Location
- 5316 Michoud Boulevard New Orleans, (Orleans Parish), Louisiana 70129 United States 30°02′28″N 89°55′53″W﻿ / ﻿30.0412°N 89.9313°W

Information
- Type: Public high school
- School district: OPSB Charter School
- Principal: D'Lacie Monk
- Staff: 23.75 (FTE)
- Enrollment: 377 (2022-23)
- Student to teacher ratio: 15.87
- Colors: Red, Black, and Gold
- Mascot: Olympians
- Website: str.collegiateacademies.org

= Sarah T. Reed High School =

High school in New Orleans, Louisiana

Sarah Towles Reed High School is a high school in Eastern New Orleans in New Orleans, Louisiana.

==History==
Reed opened in 1988 and was directly operated by the Orleans Parish School Board and then the Recovery School District. It was named after Sarah Towles Reed and the campus was built to house up to 1,170 students.

In 2005, as Hurricane Katrina was about to hit land, the New Orleans Regional Transit Authority (RTA) designated Reed High School as a place where people could receive transportation to the Louisiana Superdome, a shelter of last resort.

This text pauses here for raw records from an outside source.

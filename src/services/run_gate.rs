//! Control-file run gate
//!
//! An external scheduler triggers every run; this file is the operator's
//! kill switch between scheduler edits. Content `true` (trimmed,
//! case-insensitive) means run; anything else means skip. A missing or
//! unreadable file means run, so a fresh checkout works without setup.

use std::path::Path;

use tracing::debug;

/// Whether this invocation should proceed
pub async fn should_run(control_file: &Path) -> bool {
    match tokio::fs::read_to_string(control_file).await {
        Ok(content) => {
            let enabled = content.trim().eq_ignore_ascii_case("true");
            debug!(file = %control_file.display(), enabled, "run gate evaluated");
            enabled
        }
        Err(_) => {
            debug!(file = %control_file.display(), "no control file, running");
            true
        }
    }
}
//! Checker configuration
//!
//! Settings come from CLI flags and environment variables, resolved once at
//! startup into an explicit [`CheckerConfig`] value. Mail credentials are
//! loaded from:
//! 1. `.env` file in the current directory (if present)
//! 2. System environment variables
//!
//! ## Required variables
//! - `GMAIL_USER`: sender address, also the SMTP username
//! - `GMAIL_APP_PASSWORD`: SMTP app password
//!
//! ## Optional variables
//! - `RECIPIENT_EMAIL`: report recipient, defaults to the sender

use std::time::Duration;

use url::Url;

use crate::error::{CheckerError, CheckerResult};
use crate::types::{BranchQuery, MatchMode};

/// Booking page for the interior-ministry appointment service
pub const DEFAULT_TARGET_URL: &str =
    "https://my.govisit.gov.il/he/app/appointment/262/412010/v2/location";

/// Bureau names as they appear on the page; matching is against live text,
/// so these stay in the page's language
pub const DEFAULT_BRANCHES: &[&str] = &["לשכת רחובות", "לשכת ראשון לציון", "לשכת רמלה"];

pub const DEFAULT_WEBDRIVER_URL: &str = "http://localhost:9515";
pub const DEFAULT_CONTROL_FILE: &str = "KEEP_RUNNING.txt";

const NAVIGATION_TIMEOUT: Duration = Duration::from_secs(60);
const SETTLE_TIMEOUT: Duration = Duration::from_secs(30);

/// SMTP credentials and addressing for the report sender
#[derive(Clone, Debug)]
pub struct MailConfig {
    pub smtp_host: String,
    pub sender: String,
    pub password: String,
    pub recipient: String,
}

impl MailConfig {
    /// Load mail settings from the environment
    pub fn from_env() -> CheckerResult<Self> {
        // Safe to call repeatedly; already-set variables win over .env
        let _ = dotenv::dotenv();

        let sender = require_env("GMAIL_USER")?;
        let password = require_env("GMAIL_APP_PASSWORD")?;
        let recipient = std::env::var("RECIPIENT_EMAIL").unwrap_or_else(|_| sender.clone());

        Ok(Self {
            smtp_host: "smtp.gmail.com".to_string(),
            sender,
            password,
            recipient,
        })
    }
}

fn require_env(name: &str) -> CheckerResult<String> {
    std::env::var(name)
        .map_err(|_| CheckerError::config(name, "required environment variable is not set"))
}

/// Fully resolved configuration for one check run
#[derive(Clone, Debug)]
pub struct CheckerConfig {
    pub target_url: String,
    pub branches: Vec<BranchQuery>,
    pub match_mode: MatchMode,
    pub navigation_timeout: Duration,
    pub settle_timeout: Duration,
    pub webdriver_url: String,
}

impl CheckerConfig {
    /// Build and validate a configuration
    pub fn new(
        target_url: impl Into<String>,
        branch_names: Vec<String>,
        webdriver_url: impl Into<String>,
    ) -> CheckerResult<Self> {
        let target_url = target_url.into();
        Url::parse(&target_url)
            .map_err(|e| CheckerError::config("target_url", e.to_string()))?;

        let webdriver_url = webdriver_url.into();
        Url::parse(&webdriver_url)
            .map_err(|e| CheckerError::config("webdriver_url", e.to_string()))?;

        let branches: Vec<BranchQuery> = branch_names
            .into_iter()
            .map(|name| name.trim().to_string())
            .filter(|name| !name.is_empty())
            .map(BranchQuery::new)
            .collect();

        if branches.is_empty() {
            return Err(CheckerError::config(
                "branches",
                "at least one branch name is required",
            ));
        }

        Ok(Self {
            target_url,
            branches,
            match_mode: MatchMode::default(),
            navigation_timeout: NAVIGATION_TIMEOUT,
            settle_timeout: SETTLE_TIMEOUT,
            webdriver_url,
        })
    }

    /// Default branch list for the stock deployment
    pub fn default_branches() -> Vec<String> {
        DEFAULT_BRANCHES.iter().map(|s| s.to_string()).collect()
    }

    pub fn with_match_mode(mut self, mode: MatchMode) -> Self {
        self.match_mode = mode;
        self
    }
}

After Hurricane Katrina hit New Orleans, Reed was moved to an alternate location, where it stayed until October 2006. During that month it moved to its original building, which at that time housed middle and high school classes. Sarah T. Reed closed in spring 2014.

The Recovery School District stated that there were plans to reopen Reed in 2016; it was looking for organizations to act as charter school operators for Reed.

In 2018, Reed High School reopened under the management of Einstein Charter Schools.

==Athletics==
Reed High athletics competes in the LHSAA.